У митрополита Сурожского Антония есть очень яркое воспоминание о том, как детей не привели прощаться с умершей бабушкой, чтобы они запомнили ее живой, а не в гробу. Это определенный цивилизационный тип сознания, требующий вытеснения смерти. Отсюда и идея сжигания умерших — для вытеснения кладбищ.

И когда человек, принадлежащий к такой цивилизации, встречается со смертью или сопоставимой трагедией, он начинает искать виноватых. Это классическая формула современного секулярного сознания: в моей трагедии кто-то виноват — врачи, власти, климат, все, что угодно. Только бы не принять бытие таким, каким его Бог благословляет или попускает.

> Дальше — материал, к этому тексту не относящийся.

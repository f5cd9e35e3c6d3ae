//! Broadcast/fan-out: who hears about what.
//!
//! Each joined player has one bounded FIFO channel drained by its
//! connection handler. Only the world actor writes to these channels, and
//! it handles one command at a time, so every receiver sees events in the
//! order the actor produced them. In particular, moves from any single
//! source arrive in the order they were applied.
//!
//! A player whose channel fills up has stopped reading. Their channel is
//! dropped on the spot and they are reported through
//! [`Fanout::take_lagging`] so the world can remove them.

use std::collections::HashMap;

use plaza_call::Outbox;
use plaza_protocol::{PlayerId, Recipient, ServerMessage};
use tokio::sync::mpsc::{self, error::TrySendError};

/// Channel sender for delivering outbound messages to a player.
pub type PlayerSender = mpsc::Sender<ServerMessage>;

/// Receiving end of a player's outbound channel, owned by the handler.
pub type PlayerReceiver = mpsc::Receiver<ServerMessage>;

/// Creates an outbound channel holding at most `capacity` undelivered
/// messages.
pub fn player_channel(capacity: usize) -> (PlayerSender, PlayerReceiver) {
    mpsc::channel(capacity.max(1))
}

/// Outbound channels for every joined player.
#[derive(Debug, Default)]
pub struct Fanout {
    senders: HashMap<PlayerId, PlayerSender>,
    lagging: Vec<PlayerId>,
}

impl Fanout {
    pub fn new() -> Self {
        Self::default()
    }

    /// Starts delivering to `player`. Replaces any previous channel.
    pub fn insert(&mut self, player: PlayerId, sender: PlayerSender) {
        self.senders.insert(player, sender);
    }

    /// Stops delivering to `player`.
    pub fn remove(&mut self, player: PlayerId) -> bool {
        self.senders.remove(&player).is_some()
    }

    pub fn len(&self) -> usize {
        self.senders.len()
    }

    pub fn is_empty(&self) -> bool {
        self.senders.is_empty()
    }

    /// Sends `msg` to everyone `recipient` names.
    pub fn dispatch(&mut self, recipient: Recipient, msg: ServerMessage) {
        match recipient {
            Recipient::Player(pid) => {
                self.send_to(pid, msg);
            }
            Recipient::All | Recipient::AllExcept(_) => {
                let targets: Vec<PlayerId> = self
                    .senders
                    .keys()
                    .copied()
                    .filter(|pid| recipient != Recipient::AllExcept(*pid))
                    .collect();
                for pid in targets {
                    self.send_to(pid, msg.clone());
                }
            }
        }
    }

    /// Sends to a single player. Returns `false` if the player has no
    /// channel, the handler has already gone away, or the channel is full.
    ///
    /// A full channel drops the player's sender and marks them lagging.
    pub fn send_to(&mut self, player: PlayerId, msg: ServerMessage) -> bool {
        let Some(sender) = self.senders.get(&player) else {
            return false;
        };
        let capacity = sender.max_capacity();

        match sender.try_send(msg) {
            Ok(()) => true,
            Err(TrySendError::Full(_)) => {
                tracing::warn!(%player, capacity, "outbound queue full, dropping player");
                self.senders.remove(&player);
                self.lagging.push(player);
                false
            }
            Err(TrySendError::Closed(_)) => false,
        }
    }

    /// Players dropped for falling behind since the last call.
    pub fn take_lagging(&mut self) -> Vec<PlayerId> {
        std::mem::take(&mut self.lagging)
    }
}

impl Outbox for Fanout {
    fn is_connected(&self, id: PlayerId) -> bool {
        self.senders
            .get(&id)
            .is_some_and(|sender| !sender.is_closed())
    }

    fn deliver(&mut self, to: PlayerId, msg: ServerMessage) -> bool {
        self.send_to(to, msg)
    }
}

#[cfg(test)]
mod tests {
    use super::*;

    fn joined(fanout: &mut Fanout, id: u64) -> PlayerReceiver {
        let (tx, rx) = player_channel(16);
        fanout.insert(PlayerId(id), tx);
        rx
    }

    fn left(id: u64) -> ServerMessage {
        ServerMessage::PeerLeft { id: PlayerId(id) }
    }

    #[test]
    fn test_dispatch_all_except_skips_source() {
        let mut fanout = Fanout::new();
        let mut a = joined(&mut fanout, 1);
        let mut b = joined(&mut fanout, 2);
        let mut c = joined(&mut fanout, 3);

        fanout.dispatch(Recipient::AllExcept(PlayerId(1)), left(9));

        assert!(a.try_recv().is_err());
        assert_eq!(b.try_recv().unwrap(), left(9));
        assert_eq!(c.try_recv().unwrap(), left(9));
    }

    #[test]
    fn test_dispatch_player_reaches_only_that_player() {
        let mut fanout = Fanout::new();
        let mut a = joined(&mut fanout, 1);
        let mut b = joined(&mut fanout, 2);

        fanout.dispatch(Recipient::Player(PlayerId(2)), left(9));

        assert!(a.try_recv().is_err());
        assert_eq!(b.try_recv().unwrap(), left(9));
    }

    #[test]
    fn test_dispatch_preserves_per_receiver_order() {
        let mut fanout = Fanout::new();
        let mut a = joined(&mut fanout, 1);

        for i in 0..10 {
            fanout.dispatch(Recipient::All, left(i));
        }

        for i in 0..10 {
            assert_eq!(a.try_recv().unwrap(), left(i));
        }
    }

    #[test]
    fn test_is_connected_false_after_receiver_dropped() {
        let mut fanout = Fanout::new();
        let rx = joined(&mut fanout, 1);
        assert!(fanout.is_connected(PlayerId(1)));

        drop(rx);

        assert!(!fanout.is_connected(PlayerId(1)));
        assert!(!fanout.deliver(PlayerId(1), left(2)));
        assert!(fanout.take_lagging().is_empty());
    }

    #[test]
    fn test_send_to_unknown_player_returns_false() {
        let mut fanout = Fanout::new();
        assert!(!fanout.send_to(PlayerId(5), left(1)));
        assert!(!fanout.is_connected(PlayerId(5)));
    }

    #[test]
    fn test_send_to_full_channel_drops_player_and_marks_lagging() {
        let mut fanout = Fanout::new();
        let (tx, mut slow) = player_channel(2);
        fanout.insert(PlayerId(1), tx);
        let mut fast = joined(&mut fanout, 2);

        for i in 0..3 {
            fanout.dispatch(Recipient::All, left(i));
        }

        assert_eq!(fanout.take_lagging(), vec![PlayerId(1)]);
        assert!(fanout.take_lagging().is_empty());
        assert!(!fanout.is_connected(PlayerId(1)));
        assert_eq!(fanout.len(), 1);

        // The slow reader keeps what was queued, then sees the close.
        assert_eq!(slow.try_recv().unwrap(), left(0));
        assert_eq!(slow.try_recv().unwrap(), left(1));
        assert!(matches!(
            slow.try_recv(),
            Err(mpsc::error::TryRecvError::Disconnected)
        ));

        for i in 0..3 {
            assert_eq!(fast.try_recv().unwrap(), left(i));
        }
    }
}
//! The player record and registry settings.

use plaza_protocol::{Facing, PlayerId, PlayerInfo, Position, ZoneId};
use serde::{Deserialize, Serialize};

// ---------------------------------------------------------------------------
// RegistryConfig
// ---------------------------------------------------------------------------

/// Where new players appear.
#[derive(Debug, Clone, PartialEq, Serialize, Deserialize)]
pub struct RegistryConfig {
    /// Spawn point for every new player.
    pub spawn: Position,

    /// Radius of a uniform random offset added to the spawn point.
    ///
    /// With many players spawning on one spot they would all start inside
    /// each other's call radius. A small scatter avoids that. `0.0` keeps
    /// spawning deterministic.
    pub spawn_scatter: f64,
}

impl RegistryConfig {
    /// Returns a config whose spawn point is finite. A non-finite spawn
    /// falls back to the origin with a warning.
    pub fn validated(self) -> Self {
        if self.spawn.is_finite() {
            return self;
        }
        tracing::warn!(
            x = self.spawn.x,
            y = self.spawn.y,
            "non-finite spawn point, using the origin"
        );
        Self {
            spawn: Position::new(0.0, 0.0),
            ..self
        }
    }
}

impl Default for RegistryConfig {
    fn default() -> Self {
        Self {
            spawn: Position::new(0.0, 0.0),
            spawn_scatter: 0.0,
        }
    }
}

// ---------------------------------------------------------------------------
// Player
// ---------------------------------------------------------------------------

/// One connected player.
///
/// Only [`PlayerRegistry`](crate::PlayerRegistry) can change a `Player`;
/// everyone else gets shared references or clones.
#[derive(Debug, Clone, PartialEq)]
pub struct Player {
    /// Connection identity. Stable for the life of the connection.
    pub id: PlayerId,
    /// Display name. Unauthenticated; any non-empty text.
    pub name: String,
    /// Cosmetic label with no effect on behavior.
    pub role: String,
    /// Last reported position.
    pub position: Position,
    /// Last reported facing.
    pub facing: Facing,
    /// Zone call the player currently belongs to.
    pub zone: Option<ZoneId>,
}

impl Player {
    /// The wire view of this player.
    pub fn info(&self) -> PlayerInfo {
        PlayerInfo {
            id: self.id,
            name: self.name.clone(),
            role: self.role.clone(),
            x: self.position.x,
            y: self.position.y,
            facing: self.facing,
            zone: self.zone.clone(),
        }
    }
}

#[cfg(test)]
mod tests {
    use super::*;

    #[test]
    fn test_registry_config_default_spawns_at_origin_without_scatter() {
        let config = RegistryConfig::default();
        assert_eq!(config.spawn, Position::new(0.0, 0.0));
        assert_eq!(config.spawn_scatter, 0.0);
    }

    #[test]
    fn test_validated_replaces_non_finite_spawn() {
        for (x, y) in [(f64::NAN, 0.0), (0.0, f64::INFINITY), (f64::NEG_INFINITY, f64::NAN)] {
            let config = RegistryConfig {
                spawn: Position::new(x, y),
                spawn_scatter: 3.0,
            }
            .validated();
            assert_eq!(config.spawn, Position::new(0.0, 0.0), "spawn ({x}, {y})");
            assert_eq!(config.spawn_scatter, 3.0);
        }
    }

    #[test]
    fn test_validated_keeps_finite_spawn() {
        let config = RegistryConfig {
            spawn: Position::new(-40.0, 12.5),
            spawn_scatter: 0.0,
        };
        assert_eq!(config.clone().validated(), config);
    }

    #[test]
    fn test_player_info_copies_every_field() {
        let player = Player {
            id: PlayerId(3),
            name: "ada".into(),
            role: "host".into(),
            position: Position::new(4.0, -2.0),
            facing: Facing::Right,
            zone: Some(ZoneId::new("lobby")),
        };

        let info = player.info();

        assert_eq!(info.id, PlayerId(3));
        assert_eq!(info.name, "ada");
        assert_eq!(info.role, "host");
        assert_eq!((info.x, info.y), (4.0, -2.0));
        assert_eq!(info.facing, Facing::Right);
        assert_eq!(info.zone, Some(ZoneId::new("lobby")));
    }
}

— Но ведь и секулярное сознание не исключает эмоционального порыва большой общей беды. Классический пример — большая война. Ведь то, что произошло во время Великой Отечественной войны, эта эмоциональная — не религиозная — составляющая, до сих пор остается цементом, который скрепляет общество. Казалось бы, сколько лет прошло…

— Дело в том, что любые значимые факты в нашей жизни дают душе шанс к возрастанию. У Льюиса в «Письмах баламута» есть очень убедительное рассуждение о том, как война, будучи сама по себе грехом, злом и трагедией, тем не менее может будить в душе человека то лучшее, что в иной ситуации, может, никогда и не проявилось бы. И тот, кто был мелким вором, трусом и предателем, в трагической ситуации войны становится вдруг человеком достойным, защищающим Родину, или даже героем.

Любая значимая, глубокая ситуация — это Богом даваемый человеку или обществу шанс вырасти, подняться на несколько ступенек. И чем ближе эта ситуация к конечным векторам существования, тем больше шансов, что из души каждого человека извлечется то, что предназначено для вечности.

— А как добиться, чтобы человек, сталкиваясь с этим испытанием, был к нему подготовлен и воспринимал его по-христиански?

— Я думаю, что возлагать надежды на Церковь как на некий социальный институт, который может в этом смысле принести психологическую, социальную или иную пользу — это иллюзия. И клирик может дать неадекватный совет, и церковный благотворительный фонд может оказаться бюрократической организацией, и какая-то социальная служба вдруг отступится.

Церковь — не институт скорой психологической или иной помощи. Церковь — это такого рода сообщество, которое при всех человеческих немощах знает, что есть Христос, Бог, Который победил смерть, и опыт прикосновения к Нему имеет каждый, даже самый греховный член Церкви.

И единственное, чем мы можем поделиться — это сказать, что Он есть. «Я постараюсь быть рядом в твоей беде и скорби, хотя и не могу тебя научить, как с ней справиться. Но я точно знаю, что есть Тот, кто лучше меня тебя научит и поддержит». И напомнить и рассказать о Нем мы можем.